L’art est un outil extraordinaire pour pouvoir aborder toutes sortes de sujets. Nous sommes au service du musée, et le musée est au service de valeurs.
Un métier que tu aurais aimé faire ?
J’aurais aimé être astronaute ou aventurière, mais l’art fait voyager dans le temps et dans l’espace, et j’ai la tête dans les étoiles, donc finalement, je fais le métier de mes rêves.Sinon, j’aurais peut-être aimé être vétérinaire ou travailler dans un zoo.
Un artiste coup de cœur à nous faire découvrir ?
« Coup de cœur » est une expression que l’on utilise trop…Je pourrais parler de Velasquez, mais il est déjà connu et reconnu…A vous faire découvrir, je dirais Laurent Craste, dont le travail est à la frontière entre les arts décoratifs et le contemporain, ou Dominique Blain, artiste montréalaise qui a réalisé les motifs sur le foulard que je porte.
Un morceau que tu écoutes en ce moment ?
Ma fille a 16 ans, et me fait découvrir son univers musical; donc en ce moment, j’écoute Lana Del Rey, c’est de la musique « feel good », notamment le morceau Queen of disaster.

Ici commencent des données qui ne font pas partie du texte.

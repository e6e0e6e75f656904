use serde_json::Value;
use sqlx::PgPool;

use crate::database::models::ProjectRow;

pub async fn create_project(
    pool: &PgPool,
    name: &str,
    slug: &str,
    graph_name: &str,
    description: Option<&str>,
    settings: Option<&Value>,
) -> Result<ProjectRow, sqlx::Error> {
    sqlx::query_as::<_, ProjectRow>(
        r#"
        INSERT INTO public.projects (name, slug, graph_name, description, settings)
        VALUES ($1, $2, $3, $4, $5)
        RETURNING id, slug, name, graph_name, description, settings, created_at, updated_at
        "#,
    )
    .bind(name)
    .bind(slug)
    .bind(graph_name)
    .bind(description)
    .bind(settings)
    .fetch_one(pool)
    .await
}

pub async fn get_project_by_slug(
    pool: &PgPool,
    slug: &str,
) -> Result<Option<ProjectRow>, sqlx::Error> {
    sqlx::query_as::<_, ProjectRow>(
        r#"
        SELECT id, slug, name, graph_name, description, settings, created_at, updated_at
        FROM public.projects
        WHERE slug = $1
        "#,
    )
    .bind(slug)
    .fetch_optional(pool)
    .await
}

pub async fn list_projects(pool: &PgPool) -> Result<Vec<ProjectRow>, sqlx::Error> {
    sqlx::query_as::<_, ProjectRow>(
        r#"
        SELECT id, slug, name, graph_name, description, settings, created_at, updated_at
        FROM public.projects
        ORDER BY created_at ASC
        "#,
    )
    .fetch_all(pool)
    .await
}

pub async fn delete_project(pool: &PgPool, slug: &str) -> Result<u64, sqlx::Error> {
    let result = sqlx::query("DELETE FROM public.projects WHERE slug = $1")
        .bind(slug)
        .execute(pool)
        .await?;
    Ok(result.rows_affected())
}
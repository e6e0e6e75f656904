use axum::{
    extract::{Path, State},
    http::StatusCode,
    response::Json,
};
use tracing::{error, warn};

use crate::api::{
    errors::{ApiResult, AppError},
    fetch_project,
    state::SharedState,
    ValidatedJson,
};
use crate::database::models::{CreateProjectRequest, ProjectListResponse, ProjectResponse};
use crate::database::queries::projects;
use crate::utils::{graph_name_for_slug, slugify};

// List projects
pub async fn list_projects(State(state): State<SharedState>) -> ApiResult<Json<ProjectListResponse>> {
    let rows = projects::list_projects(state.db.pool()).await.map_err(|e| {
        error!(error = %e, "Failed to list projects");
        (
            StatusCode::INTERNAL_SERVER_ERROR,
            AppError::internal_error("Failed to list projects"),
        )
    })?;

    let total = rows.len() as i64;
    let response = ProjectListResponse {
        projects: rows
            .into_iter()
            .map(|row| ProjectResponse::from_row(row, None))
            .collect(),
        total,
    };

    Ok((StatusCode::OK, Json(response)))
}

// Create project with its graph namespace and vector collection
pub async fn create_project(
    State(state): State<SharedState>,
    ValidatedJson(request): ValidatedJson<CreateProjectRequest>,
) -> ApiResult<Json<ProjectResponse>> {
    if request.name.trim().is_empty() {
        return Err((
            StatusCode::BAD_REQUEST,
            AppError::missing_field("Project name cannot be empty"),
        ));
    }

    if let Some(slug) = &request.slug {
        if slug.is_empty()
            || !slug
                .chars()
                .all(|c| c.is_ascii_lowercase() || c.is_ascii_digit() || c == '-')
        {
            return Err((
                StatusCode::BAD_REQUEST,
                AppError::validation("Slug may only contain lowercase letters, digits and hyphens"),
            ));
        }
    }

    let slug = request.slug.clone().unwrap_or_else(|| slugify(&request.name));
    if slug.is_empty() {
        return Err((
            StatusCode::BAD_REQUEST,
            AppError::validation("Project name does not produce a valid slug"),
        ));
    }
    let graph_name = graph_name_for_slug(&slug);

    match projects::get_project_by_slug(state.db.pool(), &slug).await {
        Ok(Some(_)) => {
            return Err((
                StatusCode::CONFLICT,
                AppError::conflict(format!("Project with slug '{slug}' already exists")),
            ));
        }
        Ok(None) => {}
        Err(e) => {
            error!(error = %e, "Failed to check slug");
            return Err((
                StatusCode::INTERNAL_SERVER_ERROR,
                AppError::internal_error("Failed to create project"),
            ));
        }
    }

    let row = projects::create_project(
        state.db.pool(),
        &request.name,
        &slug,
        &graph_name,
        request.description.as_deref(),
        request.settings.as_ref(),
    )
    .await
    .map_err(|e| {
        error!(error = %e, "Failed to create project");
        (
            StatusCode::INTERNAL_SERVER_ERROR,
            AppError::internal_error("Failed to create project"),
        )
    })?;

    state
        .graph
        .create_graph(&graph_name)
        .await
        .map_err(Into::<(StatusCode, AppError)>::into)?;
    state
        .vector
        .create_collection(&slug)
        .await
        .map_err(Into::<(StatusCode, AppError)>::into)?;

    Ok((
        StatusCode::CREATED,
        Json(ProjectResponse::from_row(row, None)),
    ))
}

// Get project with graph stats
pub async fn get_project(
    State(state): State<SharedState>,
    Path(slug): Path<String>,
) -> ApiResult<Json<ProjectResponse>> {
    let row = fetch_project(&state, &slug).await?;

    let stats = match state.graph.get_graph_stats(&row.graph_name).await {
        Ok(stats) => Some(stats),
        Err(e) => {
            warn!(slug = %slug, error = %e, "Failed to load graph stats");
            None
        }
    };

    Ok((StatusCode::OK, Json(ProjectResponse::from_row(row, stats))))
}

// Delete project, its graph and its vector collection
pub async fn delete_project(
    State(state): State<SharedState>,
    Path(slug): Path<String>,
) -> ApiResult<()> {
    let row = fetch_project(&state, &slug).await?;

    // Best-effort cross-store cleanup: failures are logged, the project row
    // is removed regardless.
    state.graph.drop_graph(&row.graph_name).await;
    state.vector.delete_collection(&slug).await;

    projects::delete_project(state.db.pool(), &slug)
        .await
        .map_err(|e| {
            error!(slug = %slug, error = %e, "Failed to delete project");
            (
                StatusCode::INTERNAL_SERVER_ERROR,
                AppError::internal_error("Failed to delete project"),
            )
        })?;

    Ok((StatusCode::NO_CONTENT, ()))
}
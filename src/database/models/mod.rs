pub mod document;
pub mod entity;
pub mod project;
pub mod search;
pub mod snapshot;

pub use document::*;
pub use entity::*;
pub use project::*;
pub use search::*;
pub use snapshot::*;
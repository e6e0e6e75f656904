// Service-level error type shared by every store gateway and service.

use thiserror::Error;

#[derive(Debug, Error)]
pub enum ServiceError {
    #[error("{0} not found")]
    NotFound(String),

    #[error("{0}")]
    Conflict(String),

    #[error("{0}")]
    Validation(String),

    #[error("Invalid entity ID: {0}")]
    InvalidId(String),

    #[error("Database error: {0}")]
    Database(#[from] sqlx::Error),

    #[error("Graph query failed: {0}")]
    Graph(String),

    #[error("Vector store error: {0}")]
    Vector(String),

    #[error("Embedding request failed: {0}")]
    Embedding(String),

    #[error("Extraction failed: {0}")]
    Extraction(String),

    #[error("{0}")]
    Internal(String),
}

pub type ServiceResult<T> = Result<T, ServiceError>;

Une anecdote à nous raconter ?
Pour la préparation de l’exposition Picasso Erotique, je ramenais beaucoup de documentation, notamment avec Jean-Jacques Lebel, grand expert de l’érotisme. Nous avions toute une documentation de pornographie érotique dans une caisse que nous ramenions d’Europe pour le projet montréalais, avec toute une vidéothèque de films muets et des livres anciens, et je me suis fait arrêter par la douane… Et évidemment, c’était un peu étonnant (rires). J’ai dû expliquer que c’était pour mon travail, dans un musée…
Une passion particulière rien que pour toi ?

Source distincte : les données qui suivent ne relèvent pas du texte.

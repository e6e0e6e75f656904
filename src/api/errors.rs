use axum::{
    http::StatusCode,
    response::{IntoResponse, Response},
    Json,
};
use schemars::JsonSchema;
use serde::{Deserialize, Serialize};
use std::fmt;

use crate::error::ServiceError;

#[derive(Debug, Serialize, Deserialize, JsonSchema)]
pub struct ApiError {
    pub error: String,
    pub error_code: String,
    #[serde(skip_serializing_if = "Option::is_none")]
    pub details: Option<serde_json::Value>,
}

#[derive(Debug, Clone, Copy, Serialize, Deserialize, JsonSchema)]
pub enum ErrorCode {
    // Validation errors (VALID_xxx)
    ValidInvalidInput,
    ValidMissingRequiredField,
    ValidInvalidId,
    ValidRestrictedKeyword,
    ValidBatchLimitExceeded,

    // Resource errors (RESOURCE_xxx)
    ResourceNotFound,
    ResourceConflict,

    // System errors (SYSTEM_xxx)
    SystemDatabaseError,
    SystemGraphError,
    SystemVectorError,
    SystemInternalError,
}

impl ErrorCode {
    pub fn as_str(&self) -> &'static str {
        match self {
            ErrorCode::ValidInvalidInput => "VALID_INVALID_INPUT",
            ErrorCode::ValidMissingRequiredField => "VALID_MISSING_REQUIRED_FIELD",
            ErrorCode::ValidInvalidId => "VALID_INVALID_ID",
            ErrorCode::ValidRestrictedKeyword => "VALID_RESTRICTED_KEYWORD",
            ErrorCode::ValidBatchLimitExceeded => "VALID_BATCH_LIMIT_EXCEEDED",
            ErrorCode::ResourceNotFound => "RESOURCE_NOT_FOUND",
            ErrorCode::ResourceConflict => "RESOURCE_CONFLICT",
            ErrorCode::SystemDatabaseError => "SYSTEM_DATABASE_ERROR",
            ErrorCode::SystemGraphError => "SYSTEM_GRAPH_ERROR",
            ErrorCode::SystemVectorError => "SYSTEM_VECTOR_ERROR",
            ErrorCode::SystemInternalError => "SYSTEM_INTERNAL_ERROR",
        }
    }

    pub fn status_code(&self) -> StatusCode {
        match self {
            // 400 Bad Request
            ErrorCode::ValidInvalidInput
            | ErrorCode::ValidMissingRequiredField
            | ErrorCode::ValidInvalidId
            | ErrorCode::ValidRestrictedKeyword
            | ErrorCode::ValidBatchLimitExceeded => StatusCode::BAD_REQUEST,

            // 404 Not Found
            ErrorCode::ResourceNotFound => StatusCode::NOT_FOUND,

            // 409 Conflict
            ErrorCode::ResourceConflict => StatusCode::CONFLICT,

            // 500 Internal Server Error
            ErrorCode::SystemDatabaseError
            | ErrorCode::SystemGraphError
            | ErrorCode::SystemVectorError
            | ErrorCode::SystemInternalError => StatusCode::INTERNAL_SERVER_ERROR,
        }
    }
}

impl fmt::Display for ErrorCode {
    fn fmt(&self, f: &mut fmt::Formatter<'_>) -> fmt::Result {
        write!(f, "{}", self.as_str())
    }
}

#[derive(Debug, Serialize, Deserialize, JsonSchema)]
pub struct AppError {
    code: ErrorCode,
    message: String,
    details: Option<serde_json::Value>,
}

impl fmt::Display for AppError {
    fn fmt(&self, f: &mut fmt::Formatter<'_>) -> fmt::Result {
        write!(f, "{}", self.message)
    }
}

impl std::error::Error for AppError {}

impl AppError {
    pub fn new(code: ErrorCode, message: impl Into<String>) -> Self {
        Self {
            code,
            message: message.into(),
            details: None,
        }
    }

    // Convenience constructors for common errors
    pub fn not_found(resource: &str) -> Self {
        Self::new(ErrorCode::ResourceNotFound, format!("{} not found", resource))
    }

    pub fn conflict(message: impl Into<String>) -> Self {
        Self::new(ErrorCode::ResourceConflict, message)
    }

    pub fn validation(message: impl Into<String>) -> Self {
        Self::new(ErrorCode::ValidInvalidInput, message)
    }

    pub fn missing_field(message: impl Into<String>) -> Self {
        Self::new(ErrorCode::ValidMissingRequiredField, message)
    }

    pub fn restricted_keyword(message: impl Into<String>) -> Self {
        Self::new(ErrorCode::ValidRestrictedKeyword, message)
    }

    pub fn batch_limit(message: impl Into<String>) -> Self {
        Self::new(ErrorCode::ValidBatchLimitExceeded, message)
    }

    pub fn internal_error(message: impl Into<String>) -> Self {
        Self::new(ErrorCode::SystemInternalError, message)
    }

    pub fn status_code(&self) -> StatusCode {
        self.code.status_code()
    }
}

impl IntoResponse for AppError {
    fn into_response(self) -> Response {
        let body = Json(ApiError {
            error: self.message,
            error_code: self.code.as_str().to_string(),
            details: self.details,
        });

        (self.code.status_code(), body).into_response()
    }
}

pub type ApiResult<T> = Result<(StatusCode, T), (StatusCode, AppError)>;

impl From<ServiceError> for AppError {
    fn from(err: ServiceError) -> Self {
        match &err {
            ServiceError::NotFound(_) => AppError::new(ErrorCode::ResourceNotFound, err.to_string()),
            ServiceError::Conflict(_) => AppError::new(ErrorCode::ResourceConflict, err.to_string()),
            ServiceError::Validation(_) => {
                AppError::new(ErrorCode::ValidInvalidInput, err.to_string())
            }
            ServiceError::InvalidId(_) => AppError::new(ErrorCode::ValidInvalidId, err.to_string()),
            ServiceError::Database(_) => {
                AppError::new(ErrorCode::SystemDatabaseError, err.to_string())
            }
            ServiceError::Graph(_) => AppError::new(ErrorCode::SystemGraphError, err.to_string()),
            ServiceError::Vector(_) | ServiceError::Embedding(_) | ServiceError::Extraction(_) => {
                AppError::new(ErrorCode::SystemVectorError, err.to_string())
            }
            ServiceError::Internal(_) => {
                AppError::new(ErrorCode::SystemInternalError, err.to_string())
            }
        }
    }
}

impl From<ServiceError> for (StatusCode, AppError) {
    fn from(err: ServiceError) -> Self {
        let app_error = AppError::from(err);
        (app_error.status_code(), app_error)
    }
}

#[cfg(test)]
mod tests {
    use super::*;

    #[test]
    fn service_errors_map_to_spec_status_codes() {
        let cases: Vec<(ServiceError, StatusCode)> = vec![
            (
                ServiceError::NotFound("Project 'x'".into()),
                StatusCode::NOT_FOUND,
            ),
            (
                ServiceError::Conflict("slug taken".into()),
                StatusCode::CONFLICT,
            ),
            (
                ServiceError::Validation("bad input".into()),
                StatusCode::BAD_REQUEST,
            ),
            (
                ServiceError::InvalidId("abc".into()),
                StatusCode::BAD_REQUEST,
            ),
            (
                ServiceError::Graph("engine exploded".into()),
                StatusCode::INTERNAL_SERVER_ERROR,
            ),
            (
                ServiceError::Vector("unreachable".into()),
                StatusCode::INTERNAL_SERVER_ERROR,
            ),
        ];

        for (err, expected) in cases {
            let (status, _) = <(StatusCode, AppError)>::from(err);
            assert_eq!(status, expected);
        }
    }
}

Les oeufs, c’est la forme parfaite!Les voyages.Sinon, les chats. Je dis toujours que je vis avec mes six chats et non pas l’inverse ; c’est une république de chats! Mais attention, c’est une collection de chats, ils sont tous différents. (rires)Je pense que c’est très important d’être en contact avec des mammifères, parce que nous SOMMES des mammifères. C’est majeur ! D’ailleurs, dans la thérapie, le rapport avec les animaux est très important, et notamment avec les personnes âgées qui ont la plupart du temps un animal de compagnie.On veut toujours nous analyser comme des êtres pensants uniquement, ce qui est très français. Les français partent de l’analyse de Descartes qui a une vision de l’homme différent de l’animal, alors que dans un monde anglo-saxon, et encore plus dans le monde asiatique, on a un rapport très différent, beaucoup plus proche de l’animal. Sur ce sujet, je te suggère de lire un auteur que j’adore, Pascal Picq, qui est un anthropologue remarquable !
Quelles personnalités nous recommandes-tu de rencontrer pour 10point15 ?
– Isabelle Bonnard, Restauratrice et Conseillère scientifique à la BNF,– Emma Lavigne, Directrice du Centre Pompidou de Metz qui va représenter la France à Venise– Thierry Loriaux, Commissaire pour l’exposition Jean-Paul Gaultier et Directeur Artistique de l’ouvrage de l’exposition– Dominique Blain, Artiste montréalaise– Nathalie Crinière, Scénographe et Architecte d’intérieur– Bruneau Girveau, Conservateur du Patrimoine, Historien et Historien de l’art français. Actuellement Directeur du Palais des Beaux-Arts de Lille.